WORK TASK =>
Whenever a line below includes the word "allowed", copy that line.

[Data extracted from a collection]
==============================

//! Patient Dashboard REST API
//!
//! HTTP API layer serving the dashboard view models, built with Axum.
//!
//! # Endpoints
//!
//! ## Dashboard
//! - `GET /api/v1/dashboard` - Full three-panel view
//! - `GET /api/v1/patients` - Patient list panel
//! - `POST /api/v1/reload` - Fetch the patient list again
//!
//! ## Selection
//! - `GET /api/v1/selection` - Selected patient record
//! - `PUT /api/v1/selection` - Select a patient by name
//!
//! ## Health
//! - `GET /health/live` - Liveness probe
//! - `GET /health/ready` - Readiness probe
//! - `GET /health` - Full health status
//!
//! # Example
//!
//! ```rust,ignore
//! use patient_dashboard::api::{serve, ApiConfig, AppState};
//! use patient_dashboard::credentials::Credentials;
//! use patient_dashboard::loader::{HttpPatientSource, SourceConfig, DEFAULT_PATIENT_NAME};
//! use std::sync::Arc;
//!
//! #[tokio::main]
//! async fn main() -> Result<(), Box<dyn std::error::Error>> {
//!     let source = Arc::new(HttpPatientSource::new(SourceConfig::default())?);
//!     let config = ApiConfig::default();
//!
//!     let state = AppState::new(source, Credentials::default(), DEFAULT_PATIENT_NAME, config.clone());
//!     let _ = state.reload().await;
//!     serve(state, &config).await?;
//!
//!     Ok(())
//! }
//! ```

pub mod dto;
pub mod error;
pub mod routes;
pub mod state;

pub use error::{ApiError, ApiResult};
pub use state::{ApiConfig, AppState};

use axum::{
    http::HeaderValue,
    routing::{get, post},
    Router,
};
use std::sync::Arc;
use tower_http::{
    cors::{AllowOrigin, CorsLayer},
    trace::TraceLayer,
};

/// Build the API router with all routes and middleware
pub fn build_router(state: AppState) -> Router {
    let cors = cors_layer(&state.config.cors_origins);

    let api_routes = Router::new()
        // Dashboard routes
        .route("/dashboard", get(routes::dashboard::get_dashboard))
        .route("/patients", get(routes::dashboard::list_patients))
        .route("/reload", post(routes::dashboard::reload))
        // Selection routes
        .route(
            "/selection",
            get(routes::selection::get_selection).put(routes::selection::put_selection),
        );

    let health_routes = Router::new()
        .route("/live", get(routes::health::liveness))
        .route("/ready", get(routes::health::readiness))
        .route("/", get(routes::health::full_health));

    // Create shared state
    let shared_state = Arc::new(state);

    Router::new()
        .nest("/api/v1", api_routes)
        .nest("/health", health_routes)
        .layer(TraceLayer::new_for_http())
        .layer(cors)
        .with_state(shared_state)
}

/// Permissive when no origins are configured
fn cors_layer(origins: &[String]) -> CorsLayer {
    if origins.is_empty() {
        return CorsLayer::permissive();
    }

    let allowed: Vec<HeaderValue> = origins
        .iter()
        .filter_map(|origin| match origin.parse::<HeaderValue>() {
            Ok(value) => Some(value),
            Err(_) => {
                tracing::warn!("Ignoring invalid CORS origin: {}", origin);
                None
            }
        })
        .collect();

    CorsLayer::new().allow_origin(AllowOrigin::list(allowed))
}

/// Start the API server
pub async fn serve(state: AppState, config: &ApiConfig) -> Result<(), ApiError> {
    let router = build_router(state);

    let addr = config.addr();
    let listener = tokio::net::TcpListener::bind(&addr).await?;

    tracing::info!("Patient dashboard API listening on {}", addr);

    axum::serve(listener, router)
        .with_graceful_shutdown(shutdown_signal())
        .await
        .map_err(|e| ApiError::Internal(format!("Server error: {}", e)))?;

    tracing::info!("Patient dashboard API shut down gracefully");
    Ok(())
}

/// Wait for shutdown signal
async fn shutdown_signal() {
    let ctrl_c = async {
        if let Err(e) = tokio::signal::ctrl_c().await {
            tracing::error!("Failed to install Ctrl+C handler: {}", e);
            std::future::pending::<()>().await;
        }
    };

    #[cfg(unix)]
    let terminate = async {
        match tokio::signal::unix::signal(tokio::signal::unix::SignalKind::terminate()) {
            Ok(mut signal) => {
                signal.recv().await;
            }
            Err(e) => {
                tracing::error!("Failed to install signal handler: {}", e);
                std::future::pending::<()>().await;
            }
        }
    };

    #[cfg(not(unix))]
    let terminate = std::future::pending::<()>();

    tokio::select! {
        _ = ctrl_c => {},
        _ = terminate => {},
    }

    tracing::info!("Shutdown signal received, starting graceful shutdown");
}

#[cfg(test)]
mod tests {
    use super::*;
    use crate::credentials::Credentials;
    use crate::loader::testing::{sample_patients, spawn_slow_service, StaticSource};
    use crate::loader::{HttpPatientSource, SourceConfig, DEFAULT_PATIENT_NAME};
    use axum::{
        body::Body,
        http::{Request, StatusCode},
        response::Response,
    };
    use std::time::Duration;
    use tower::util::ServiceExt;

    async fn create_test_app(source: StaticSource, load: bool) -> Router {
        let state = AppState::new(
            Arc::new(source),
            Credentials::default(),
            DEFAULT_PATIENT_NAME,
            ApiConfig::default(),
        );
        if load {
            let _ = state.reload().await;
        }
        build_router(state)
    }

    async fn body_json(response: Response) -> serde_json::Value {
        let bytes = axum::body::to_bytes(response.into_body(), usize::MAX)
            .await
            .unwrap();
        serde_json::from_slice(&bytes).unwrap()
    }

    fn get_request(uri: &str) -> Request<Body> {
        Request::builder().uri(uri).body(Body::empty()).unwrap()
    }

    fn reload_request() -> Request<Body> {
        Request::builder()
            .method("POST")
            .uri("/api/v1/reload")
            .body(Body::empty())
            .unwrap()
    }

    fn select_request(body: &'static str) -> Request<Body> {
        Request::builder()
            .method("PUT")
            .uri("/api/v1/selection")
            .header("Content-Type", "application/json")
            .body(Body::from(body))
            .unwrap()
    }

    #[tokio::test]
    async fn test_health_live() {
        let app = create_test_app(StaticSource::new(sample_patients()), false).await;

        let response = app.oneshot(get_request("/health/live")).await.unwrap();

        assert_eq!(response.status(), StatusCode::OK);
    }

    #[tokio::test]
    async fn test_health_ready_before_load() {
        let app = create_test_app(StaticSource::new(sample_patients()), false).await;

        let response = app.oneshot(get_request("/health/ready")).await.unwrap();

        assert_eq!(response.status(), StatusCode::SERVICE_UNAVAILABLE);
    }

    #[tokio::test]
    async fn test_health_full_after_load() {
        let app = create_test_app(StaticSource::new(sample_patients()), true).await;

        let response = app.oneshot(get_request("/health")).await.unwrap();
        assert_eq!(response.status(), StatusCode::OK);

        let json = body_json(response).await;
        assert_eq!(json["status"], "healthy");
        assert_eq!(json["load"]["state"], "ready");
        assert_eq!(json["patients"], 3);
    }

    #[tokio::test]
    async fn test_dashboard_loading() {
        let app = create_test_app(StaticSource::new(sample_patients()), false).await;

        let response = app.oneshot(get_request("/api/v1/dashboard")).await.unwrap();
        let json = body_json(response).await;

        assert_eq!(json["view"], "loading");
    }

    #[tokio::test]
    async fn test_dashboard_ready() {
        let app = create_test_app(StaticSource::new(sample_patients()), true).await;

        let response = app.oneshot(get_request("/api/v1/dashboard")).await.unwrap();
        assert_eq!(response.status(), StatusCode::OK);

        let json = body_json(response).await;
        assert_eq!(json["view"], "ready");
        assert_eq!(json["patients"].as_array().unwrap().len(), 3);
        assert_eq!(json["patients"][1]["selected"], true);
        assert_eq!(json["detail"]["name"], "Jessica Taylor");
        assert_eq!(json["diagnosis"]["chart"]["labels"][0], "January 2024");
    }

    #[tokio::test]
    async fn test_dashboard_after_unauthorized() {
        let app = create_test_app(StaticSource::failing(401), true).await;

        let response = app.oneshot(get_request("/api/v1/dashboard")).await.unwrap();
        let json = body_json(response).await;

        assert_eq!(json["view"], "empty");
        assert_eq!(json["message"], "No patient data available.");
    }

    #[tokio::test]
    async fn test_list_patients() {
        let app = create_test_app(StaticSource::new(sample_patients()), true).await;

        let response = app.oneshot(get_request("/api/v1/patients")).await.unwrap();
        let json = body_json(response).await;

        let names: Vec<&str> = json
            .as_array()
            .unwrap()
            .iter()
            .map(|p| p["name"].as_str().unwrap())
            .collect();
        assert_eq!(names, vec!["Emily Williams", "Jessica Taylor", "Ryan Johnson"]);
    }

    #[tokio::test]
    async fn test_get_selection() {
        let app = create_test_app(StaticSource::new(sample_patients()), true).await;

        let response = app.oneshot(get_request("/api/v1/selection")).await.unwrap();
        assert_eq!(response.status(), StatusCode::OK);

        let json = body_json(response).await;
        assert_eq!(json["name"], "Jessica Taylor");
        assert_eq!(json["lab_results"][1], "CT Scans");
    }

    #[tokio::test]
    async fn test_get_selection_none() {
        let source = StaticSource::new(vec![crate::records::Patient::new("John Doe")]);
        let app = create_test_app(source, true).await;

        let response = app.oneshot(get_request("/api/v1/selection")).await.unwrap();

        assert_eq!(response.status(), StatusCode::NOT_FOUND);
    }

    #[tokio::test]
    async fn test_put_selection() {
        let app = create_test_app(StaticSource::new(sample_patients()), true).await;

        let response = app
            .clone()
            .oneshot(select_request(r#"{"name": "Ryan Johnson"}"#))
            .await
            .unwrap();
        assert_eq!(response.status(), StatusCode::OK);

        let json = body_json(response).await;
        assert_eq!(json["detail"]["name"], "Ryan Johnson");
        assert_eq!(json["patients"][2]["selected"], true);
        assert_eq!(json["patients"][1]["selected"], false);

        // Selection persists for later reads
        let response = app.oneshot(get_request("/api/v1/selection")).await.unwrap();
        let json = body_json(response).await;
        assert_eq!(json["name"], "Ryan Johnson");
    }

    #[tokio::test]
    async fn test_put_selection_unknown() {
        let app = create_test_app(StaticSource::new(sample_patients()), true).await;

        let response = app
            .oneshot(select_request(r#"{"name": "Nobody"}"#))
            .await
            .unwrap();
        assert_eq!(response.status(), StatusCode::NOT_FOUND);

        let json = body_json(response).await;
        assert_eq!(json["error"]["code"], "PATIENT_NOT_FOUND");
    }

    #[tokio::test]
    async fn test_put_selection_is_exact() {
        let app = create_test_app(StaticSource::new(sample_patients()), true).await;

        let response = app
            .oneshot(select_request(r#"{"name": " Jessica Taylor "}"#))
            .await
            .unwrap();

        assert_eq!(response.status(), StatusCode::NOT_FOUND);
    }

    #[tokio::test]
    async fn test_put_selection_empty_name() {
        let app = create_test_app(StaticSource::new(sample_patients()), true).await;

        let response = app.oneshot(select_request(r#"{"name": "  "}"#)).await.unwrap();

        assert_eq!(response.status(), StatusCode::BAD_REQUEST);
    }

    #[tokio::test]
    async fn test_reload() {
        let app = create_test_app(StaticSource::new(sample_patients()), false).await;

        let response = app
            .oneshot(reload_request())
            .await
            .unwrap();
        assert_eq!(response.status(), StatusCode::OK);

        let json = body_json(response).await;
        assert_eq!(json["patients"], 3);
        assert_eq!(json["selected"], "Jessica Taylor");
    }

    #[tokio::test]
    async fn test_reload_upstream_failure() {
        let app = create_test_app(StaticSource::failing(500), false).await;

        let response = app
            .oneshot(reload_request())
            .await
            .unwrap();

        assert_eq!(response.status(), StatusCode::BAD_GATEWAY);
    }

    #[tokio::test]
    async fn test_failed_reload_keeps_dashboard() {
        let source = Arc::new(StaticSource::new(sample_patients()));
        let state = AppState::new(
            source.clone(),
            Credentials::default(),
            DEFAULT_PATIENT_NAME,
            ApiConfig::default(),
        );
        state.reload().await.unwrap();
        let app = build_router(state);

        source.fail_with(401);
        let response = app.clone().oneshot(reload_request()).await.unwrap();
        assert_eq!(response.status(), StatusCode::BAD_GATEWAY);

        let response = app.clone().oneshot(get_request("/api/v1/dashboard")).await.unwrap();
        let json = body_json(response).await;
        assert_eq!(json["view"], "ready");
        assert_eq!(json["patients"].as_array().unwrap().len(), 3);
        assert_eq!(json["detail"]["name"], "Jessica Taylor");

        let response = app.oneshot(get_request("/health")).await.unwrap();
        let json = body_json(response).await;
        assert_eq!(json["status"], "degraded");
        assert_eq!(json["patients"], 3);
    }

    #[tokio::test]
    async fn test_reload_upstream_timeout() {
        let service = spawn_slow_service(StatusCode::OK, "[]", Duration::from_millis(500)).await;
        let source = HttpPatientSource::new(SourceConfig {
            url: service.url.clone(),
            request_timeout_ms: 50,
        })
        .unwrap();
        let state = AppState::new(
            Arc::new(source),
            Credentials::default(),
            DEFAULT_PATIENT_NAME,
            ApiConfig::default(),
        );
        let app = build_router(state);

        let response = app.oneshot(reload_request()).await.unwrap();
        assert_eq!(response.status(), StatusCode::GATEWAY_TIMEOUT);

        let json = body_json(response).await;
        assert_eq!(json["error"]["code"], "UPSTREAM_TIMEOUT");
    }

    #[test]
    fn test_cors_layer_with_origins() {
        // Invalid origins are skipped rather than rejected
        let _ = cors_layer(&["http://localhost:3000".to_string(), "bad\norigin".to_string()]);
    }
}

==============================

YOUR SOLUTION =>
    let allowed: Vec<HeaderValue> = origins
    CorsLayer::new().allow_origin(AllowOrigin::list(allowed))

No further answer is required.